__AIM OF THE TASK__
The required output is every record, reproduced exactly.

-- EXTRACTED MATERIAL follows --

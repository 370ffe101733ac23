//! Shared types for the xiaotu crates.
//!
//! Result shapes here are serialized straight to the presentation layer, so
//! their JSON field names are part of the contract.

use std::collections::BTreeMap;

use serde::{Deserialize, Serialize};

// ─── Phonetic results ──────────────────────────────────────────────────────

/// Which CJK glyphs of a text have no Zhuyin in the combined table.
#[derive(Debug, Clone, PartialEq, Eq, Serialize, Deserialize)]
#[serde(rename_all = "camelCase")]
pub struct CoverageReport {
    pub has_full_coverage: bool,
    /// First-occurrence order, no duplicates.
    pub missing_chars: Vec<char>,
}

impl CoverageReport {
    pub fn from_missing(missing_chars: Vec<char>) -> Self {
        Self {
            has_full_coverage: missing_chars.is_empty(),
            missing_chars,
        }
    }
}

/// Outcome of one auto-mapping pass.
#[derive(Debug, Clone, Default, PartialEq, Eq, Serialize, Deserialize)]
#[serde(rename_all = "camelCase")]
pub struct AutoMapping {
    pub generated_count: usize,
    pub total_missing: usize,
    pub mapping: BTreeMap<char, String>,
}

/// Formatter output: one markup string for horizontal reading, one string
/// per sentence column for vertical reading.
#[derive(Debug, Clone, PartialEq, Eq, Serialize, Deserialize)]
#[serde(untagged)]
pub enum Formatted {
    Text(String),
    Columns(Vec<String>),
}

impl Formatted {
    pub fn as_text(&self) -> Option<&str> {
        match self {
            Formatted::Text(s) => Some(s),
            Formatted::Columns(_) => None,
        }
    }
}

// ─── TTS proxy types ───────────────────────────────────────────────────────

/// Default ElevenLabs synthesis model.
pub const DEFAULT_MODEL_ID: &str = "eleven_multilingual_v2";

/// Upstream voice API configuration.
#[derive(Debug, Clone)]
pub struct ProxyConfig {
    pub api_base: String,
    pub api_key: Option<String>,
    pub model_id: String,
    pub request_timeout_secs: u64,
    pub voices_timeout_secs: u64,
    pub max_audio_bytes: usize,
}

impl Default for ProxyConfig {
    fn default() -> Self {
        Self {
            api_base: "https://api.elevenlabs.io/v1".into(),
            api_key: None,
            model_id: DEFAULT_MODEL_ID.into(),
            request_timeout_secs: 30,
            voices_timeout_secs: 15,
            max_audio_bytes: 50 * 1024 * 1024,
        }
    }
}

/// Synthesis tuning forwarded to the voice provider.
#[derive(Debug, Clone, PartialEq, Serialize, Deserialize)]
pub struct VoiceSettings {
    pub stability: f32,
    pub similarity_boost: f32,
    pub style: f32,
    pub use_speaker_boost: bool,
    #[serde(default, skip_serializing_if = "Option::is_none")]
    pub pitch: Option<f32>,
    #[serde(default, skip_serializing_if = "Option::is_none")]
    pub speed: Option<f32>,
}

impl Default for VoiceSettings {
    fn default() -> Self {
        Self {
            stability: 0.5,
            similarity_boost: 0.75,
            style: 0.5,
            use_speaker_boost: true,
            pitch: None,
            speed: None,
        }
    }
}

/// Body of a text-to-speech request, as sent by the reader and as forwarded
/// upstream once defaults are filled in.
#[derive(Debug, Clone, PartialEq, Serialize, Deserialize)]
pub struct SpeechRequest {
    #[serde(default)]
    pub text: String,
    #[serde(default, skip_serializing_if = "Option::is_none")]
    pub model_id: Option<String>,
    #[serde(default, skip_serializing_if = "Option::is_none")]
    pub voice_settings: Option<VoiceSettings>,
}

impl SpeechRequest {
    pub fn new(text: impl Into<String>) -> Self {
        Self {
            text: text.into(),
            model_id: None,
            voice_settings: None,
        }
    }
}

/// A selectable voice.
#[derive(Debug, Clone, PartialEq, Serialize, Deserialize)]
#[serde(rename_all = "camelCase")]
pub struct VoiceInfo {
    pub id: String,
    pub name: String,
    pub description: String,
    #[serde(default, skip_serializing_if = "Option::is_none")]
    pub category: Option<String>,
    #[serde(default, skip_serializing_if = "Option::is_none")]
    pub preview_url: Option<String>,
}

#[cfg(test)]
mod tests {
    use super::*;

    #[test]
    fn coverage_report_json_shape() {
        let report = CoverageReport::from_missing(vec!['於']);
        let json = serde_json::to_value(&report).unwrap();
        assert_eq!(
            json,
            serde_json::json!({ "hasFullCoverage": false, "missingChars": ["於"] })
        );
    }

    #[test]
    fn empty_auto_mapping_json_shape() {
        let json = serde_json::to_value(AutoMapping::default()).unwrap();
        assert_eq!(
            json,
            serde_json::json!({ "generatedCount": 0, "totalMissing": 0, "mapping": {} })
        );
    }

    #[test]
    fn formatted_is_untagged() {
        let text = serde_json::to_value(Formatted::Text("a".into())).unwrap();
        let cols = serde_json::to_value(Formatted::Columns(vec!["a。".into()])).unwrap();
        assert_eq!(text, serde_json::json!("a"));
        assert_eq!(cols, serde_json::json!(["a。"]));
    }

    #[test]
    fn speech_request_omits_unset_fields() {
        let json = serde_json::to_value(SpeechRequest::new("你好")).unwrap();
        assert_eq!(json, serde_json::json!({ "text": "你好" }));
    }

    #[test]
    fn default_voice_settings() {
        let json = serde_json::to_value(VoiceSettings::default()).unwrap();
        assert_eq!(
            json,
            serde_json::json!({
                "stability": 0.5,
                "similarity_boost": 0.75,
                "style": 0.5,
                "use_speaker_boost": true
            })
        );
    }
}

-- EXTRACTED MATERIAL concluded --

__REPLY__
repository 370ffe101733ac23
//! Shared types for the xiaotu crates.
//!
//! Result shapes here are serialized straight to the presentation layer, so
//! their JSON field names are part of the contract.

use std::collections::BTreeMap;

use serde::{Deserialize, Serialize};

// ─── Phonetic results ──────────────────────────────────────────────────────

/// Which CJK glyphs of a text have no Zhuyin in the combined table.
#[derive(Debug, Clone, PartialEq, Eq, Serialize, Deserialize)]
#[serde(rename_all = "camelCase")]
pub struct CoverageReport {
    pub has_full_coverage: bool,
    /// First-occurrence order, no duplicates.
    pub missing_chars: Vec<char>,
}

impl CoverageReport {
    pub fn from_missing(missing_chars: Vec<char>) -> Self {
        Self {
            has_full_coverage: missing_chars.is_empty(),
            missing_chars,
        }
    }
}

/// Outcome of one auto-mapping pass.
#[derive(Debug, Clone, Default, PartialEq, Eq, Serialize, Deserialize)]
#[serde(rename_all = "camelCase")]
pub struct AutoMapping {
    pub generated_count: usize,
    pub total_missing: usize,
    pub mapping: BTreeMap<char, String>,
}

/// Formatter output: one markup string for horizontal reading, one string
/// per sentence column for vertical reading.
#[derive(Debug, Clone, PartialEq, Eq, Serialize, Deserialize)]
#[serde(untagged)]
pub enum Formatted {
    Text(String),
    Columns(Vec<String>),
}

impl Formatted {
    pub fn as_text(&self) -> Option<&str> {
        match self {
            Formatted::Text(s) => Some(s),
            Formatted::Columns(_) => None,
        }
    }
}

// ─── TTS proxy types ───────────────────────────────────────────────────────

/// Default ElevenLabs synthesis model.
pub const DEFAULT_MODEL_ID: &str = "eleven_multilingual_v2";

/// Upstream voice API configuration.
#[derive(Debug, Clone)]
pub struct ProxyConfig {
    pub api_base: String,
    pub api_key: Option<String>,
    pub model_id: String,
    pub request_timeout_secs: u64,
    pub voices_timeout_secs: u64,
    pub max_audio_bytes: usize,
}

impl Default for ProxyConfig {
    fn default() -> Self {
        Self {
            api_base: "https://api.elevenlabs.io/v1".into(),
            api_key: None,
            model_id: DEFAULT_MODEL_ID.into(),
            request_timeout_secs: 30,
            voices_timeout_secs: 15,
            max_audio_bytes: 50 * 1024 * 1024,
        }
    }
}

/// Synthesis tuning forwarded to the voice provider.
#[derive(Debug, Clone, PartialEq, Serialize, Deserialize)]
pub struct VoiceSettings {
    pub stability: f32,
    pub similarity_boost: f32,
    pub style: f32,
    pub use_speaker_boost: bool,
    #[serde(default, skip_serializing_if = "Option::is_none")]
    pub pitch: Option<f32>,
    #[serde(default, skip_serializing_if = "Option::is_none")]
    pub speed: Option<f32>,
}

impl Default for VoiceSettings {
    fn default() -> Self {
        Self {
            stability: 0.5,
            similarity_boost: 0.75,
            style: 0.5,
            use_speaker_boost: true,
            pitch: None,
            speed: None,
        }
    }
}

/// Body of a text-to-speech request, as sent by the reader and as forwarded
/// upstream once defaults are filled in.
#[derive(Debug, Clone, PartialEq, Serialize, Deserialize)]
pub struct SpeechRequest {
    #[serde(default)]
    pub text: String,
    #[serde(default, skip_serializing_if = "Option::is_none")]
    pub model_id: Option<String>,
    #[serde(default, skip_serializing_if = "Option::is_none")]
    pub voice_settings: Option<VoiceSettings>,
}

impl SpeechRequest {
    pub fn new(text: impl Into<String>) -> Self {
        Self {
            text: text.into(),
            model_id: None,
            voice_settings: None,
        }
    }
}

/// A selectable voice.
#[derive(Debug, Clone, PartialEq, Serialize, Deserialize)]
#[serde(rename_all = "camelCase")]
pub struct VoiceInfo {
    pub id: String,
    pub name: String,
    pub description: String,
    #[serde(default, skip_serializing_if = "Option::is_none")]
    pub category: Option<String>,
    #[serde(default, skip_serializing_if = "Option::is_none")]
    pub preview_url: Option<String>,
}

#[cfg(test)]
mod tests {
    use super::*;

    #[test]
    fn coverage_report_json_shape() {
        let report = CoverageReport::from_missing(vec!['於']);
        let json = serde_json::to_value(&report).unwrap();
        assert_eq!(
            json,
            serde_json::json!({ "hasFullCoverage": false, "missingChars": ["於"] })
        );
    }

    #[test]
    fn empty_auto_mapping_json_shape() {
        let json = serde_json::to_value(AutoMapping::default()).unwrap();
        assert_eq!(
            json,
            serde_json::json!({ "generatedCount": 0, "totalMissing": 0, "mapping": {} })
        );
    }

    #[test]
    fn formatted_is_untagged() {
        let text = serde_json::to_value(Formatted::Text("a".into())).unwrap();
        let cols = serde_json::to_value(Formatted::Columns(vec!["a。".into()])).unwrap();
        assert_eq!(text, serde_json::json!("a"));
        assert_eq!(cols, serde_json::json!(["a。"]));
    }

    #[test]
    fn speech_request_omits_unset_fields() {
        let json = serde_json::to_value(SpeechRequest::new("你好")).unwrap();
        assert_eq!(json, serde_json::json!({ "text": "你好" }));
    }

    #[test]
    fn default_voice_settings() {
        let json = serde_json::to_value(VoiceSettings::default()).unwrap();
        assert_eq!(
            json,
            serde_json::json!({
                "stability": 0.5,
                "similarity_boost": 0.75,
                "style": 0.5,
                "use_speaker_boost": true
            })
        );
    }
}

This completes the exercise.